I worried. Lost sleep. Lost time and was terrified I'd lose my puppy, but her saviour came in the paws of her big brother Misiu. I'd always fed the dogs in the same room, but a few feet from each other. Taz would sit and watch the other dogs eat and I'd pick up her food before they could eat it. One day I didn't get a chance to grab her dish before Misiu dashed over to scarf back the extra meal of tasty chicken. Taz ignored me picking up her food, but it was unacceptable for Misiu to eat it and she snapped at him before gulping back the chicken with an evil sideways glance at Misiu.

I'd found the cure. Food aggression would save my puppy. Taz began to eat when Misiu would try to steal her food.

She still has bouts of gastritis that sends us to the vet four times a year for a miracle shot that helps with the cramping and diarreha, but we managed to work through it. At two years old Taz is just shy of eight pounds, ribby and super thin, but mostly healthy and super energetic. The wee pup gained her third name: Super.
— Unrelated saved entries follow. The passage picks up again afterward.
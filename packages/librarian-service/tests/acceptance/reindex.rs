use std::sync::{
	Arc,
	atomic::{AtomicUsize, Ordering},
};

use librarian_service::{Error, Providers, ReindexRequest};

use super::{ScriptedChat, SpyEmbedding, StubIndex, build_service, entry, test_config};

#[tokio::test]
async fn reindex_embeds_in_batches_and_dedupes_titles() {
	let embed_calls = Arc::new(AtomicUsize::new(0));
	let index = Arc::new(StubIndex::default());
	let providers = Providers::new(
		Arc::new(SpyEmbedding { vector_dim: 3, calls: embed_calls.clone() }),
		Arc::new(ScriptedChat::new(Vec::new())),
	);
	let service = build_service(test_config(3, "books".to_string()), index.clone(), providers)
		.expect("Failed to build service.");
	let report = service
		.reindex(ReindexRequest {
			entries: vec![
				entry("1984", "Surveillance."),
				entry("Dune", "Spice."),
				entry("Emma", "Matchmaking."),
				entry("dune", "Desert politics."),
				entry("Ubik", "Time slips."),
			],
			recreate: true,
		})
		.await
		.expect("Reindex failed.");

	assert_eq!(report.indexed, 4);
	assert_eq!(report.batches, 2);
	assert_eq!(report.missing_details, vec!["Ubik".to_string()]);
	assert_eq!(embed_calls.load(Ordering::SeqCst), 2);
	assert_eq!(*index.prepared.lock().expect("Prepare log poisoned."), vec![true]);
	assert_eq!(
		*index.upserted.lock().expect("Upsert log poisoned."),
		vec![
			vec!["1984".to_string(), "dune".to_string()],
			vec!["Emma".to_string(), "Ubik".to_string()],
		]
	);
}

#[tokio::test]
async fn strict_coverage_rejects_before_touching_the_index() {
	let mut cfg = test_config(3, "books".to_string());

	cfg.ingest.require_detail_coverage = true;

	let index = Arc::new(StubIndex::default());
	let providers = Providers::new(
		Arc::new(SpyEmbedding { vector_dim: 3, calls: Arc::new(AtomicUsize::new(0)) }),
		Arc::new(ScriptedChat::new(Vec::new())),
	);
	let service = build_service(cfg, index.clone(), providers).expect("Failed to build service.");
	let err = service
		.reindex(ReindexRequest { entries: vec![entry("Ubik", "Time slips.")], recreate: false })
		.await
		.expect_err("Missing detail must fail under strict coverage.");

	assert!(matches!(err, Error::InvalidRequest { .. }), "{err:?}");
	assert!(index.prepared.lock().expect("Prepare log poisoned.").is_empty());
}

#[tokio::test]
async fn empty_catalog_prepares_but_writes_nothing() {
	let index = Arc::new(StubIndex::default());
	let providers = Providers::new(
		Arc::new(SpyEmbedding { vector_dim: 3, calls: Arc::new(AtomicUsize::new(0)) }),
		Arc::new(ScriptedChat::new(Vec::new())),
	);
	let service = build_service(test_config(3, "books".to_string()), index.clone(), providers)
		.expect("Failed to build service.");
	let report = service
		.reindex(ReindexRequest { entries: Vec::new(), recreate: false })
		.await
		.expect("Reindex failed.");

	assert_eq!(report.indexed, 0);
	assert_eq!(report.batches, 0);
	assert_eq!(*index.prepared.lock().expect("Prepare log poisoned."), vec![false]);
	assert!(index.upserted.lock().expect("Upsert log poisoned.").is_empty());
}

#[tokio::test]
async fn distinct_titles_with_the_same_slug_are_all_indexed() {
	let index = Arc::new(StubIndex::default());
	let providers = Providers::new(
		Arc::new(SpyEmbedding { vector_dim: 3, calls: Arc::new(AtomicUsize::new(0)) }),
		Arc::new(ScriptedChat::new(Vec::new())),
	);
	let mut cfg = test_config(3, "books".to_string());

	cfg.ingest.batch_size = 8;

	let service = build_service(cfg, index.clone(), providers).expect("Failed to build service.");
	let report = service
		.reindex(ReindexRequest {
			entries: vec![
				entry("Война и мир", "War and peace."),
				entry("Мастер и Маргарита", "The devil visits Moscow."),
				entry("C++ Primer", "Templates."),
				entry("C Primer", "Pointers."),
			],
			recreate: false,
		})
		.await
		.expect("Reindex failed.");

	assert_eq!(report.indexed, 4);
	assert_eq!(
		*index.upserted.lock().expect("Upsert log poisoned."),
		vec![vec![
			"Война и мир".to_string(),
			"Мастер и Маргарита".to_string(),
			"C++ Primer".to_string(),
			"C Primer".to_string(),
		]]
	);
}
use clap::Parser;

#[tokio::main]
async fn main() -> color_eyre::Result<()> {
	color_eyre::install()?;

	let args = librarian_ingest::Args::parse();

	librarian_ingest::run(args).await
}
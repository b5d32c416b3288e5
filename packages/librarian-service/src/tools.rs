//! Functions the model may call, resolved through a closed set of variants.

use serde::Deserialize;
use serde_json::json;

use librarian_providers::chat::{ToolCall, ToolSpec};

use crate::LookupTool;

pub const LOOKUP_DETAIL: &str = "lookupDetail";

#[derive(Debug, Deserialize)]
struct LookupDetailArgs {
	title: String,
}

#[derive(Clone, Debug, PartialEq, Eq)]
pub enum LibraryTool {
	LookupDetail { title: String },
}
impl LibraryTool {
	/// Maps a model-requested call to a known tool. Unknown names resolve to `None`.
	///
	/// Arguments that fail to parse become an empty title, which the lookup answers with
	/// its invalid-title sentinel.
	pub fn resolve(call: &ToolCall) -> Option<Self> {
		match call.name.as_str() {
			LOOKUP_DETAIL => Some(Self::LookupDetail { title: parse_title(call) }),
			_ => None,
		}
	}

	pub fn name(&self) -> &'static str {
		match self {
			Self::LookupDetail { .. } => LOOKUP_DETAIL,
		}
	}

	pub fn argument(&self) -> &str {
		match self {
			Self::LookupDetail { title } => title,
		}
	}

	pub fn invoke(&self, lookup: &LookupTool) -> String {
		match self {
			Self::LookupDetail { title } => lookup.lookup_detail(title),
		}
	}
}

/// Schemas advertised on the first model round.
pub fn advertised() -> Vec<ToolSpec> {
	vec![ToolSpec {
		name: LOOKUP_DETAIL.to_string(),
		description: "Returns the detailed summary for an exact book title.".to_string(),
		parameters: json!({
			"type": "object",
			"properties": {
				"title": { "type": "string", "description": "The exact book title." }
			},
			"required": ["title"],
		}),
	}]
}

fn parse_title(call: &ToolCall) -> String {
	match serde_json::from_str::<LookupDetailArgs>(&call.arguments) {
		Ok(args) => args.title,
		Err(err) => {
			tracing::warn!(
				call_id = %call.id,
				error = %err,
				"Malformed tool arguments; treating title as empty."
			);

			String::new()
		},
	}
}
It was June 2008 when Misiu died. He simply couldn't get up anymore and we respectfully sent him to find peace. The bond that Misiu and Taz shared would devastate the young puppy and send her back into a tail spin of anorexia and gastroenteritis.

We waited until Fall of 2008 to start looking for a friend for Taz and we were afraid that time wouldn't pass quickly enough... Taz had stopped eating and by the end of September she was dropping weight fast. We found Gizmo on http://www.petfinder.com/ and started the rescue process.

It took over a month to pick up our Gizmo, who was horribly sick and we thought we might lose him too. It occurred to me as I looked at my two sick puppies in October 2008 that I was blessed, not cursed for having to care for these two sad creatures. I can help them. I have the love and can provide the medical care they need to survive. All this time I thought I was being punished, when really it as my reward. I was their saviour.

I happily nursed my puppies back to health and today they are a delightful pair of mostly healthy little dogs. Gizmo came through some barbaric eye surgery this past week and we were able to come up with the funds to help him keep his eye sight. Taz is eating morning and night as long as Gizmo continues to try and steal her food. Gizmo loves, loves, loves his food. Any food, it could be your food, or Taz's food or my food. Food is Gizmo's favorite thing.

My Super Tazil Puppy dog still gets gastroenteritis about three times a year, but it's usually her fondness for eating partial decomposed anything. She's pushing nine pounds and is still very thin, but lives up to the "Super" part of her name.

Ironic that a puppy who hates to eat is paired up with puppy who loves to eat? Maybe karma is on my side.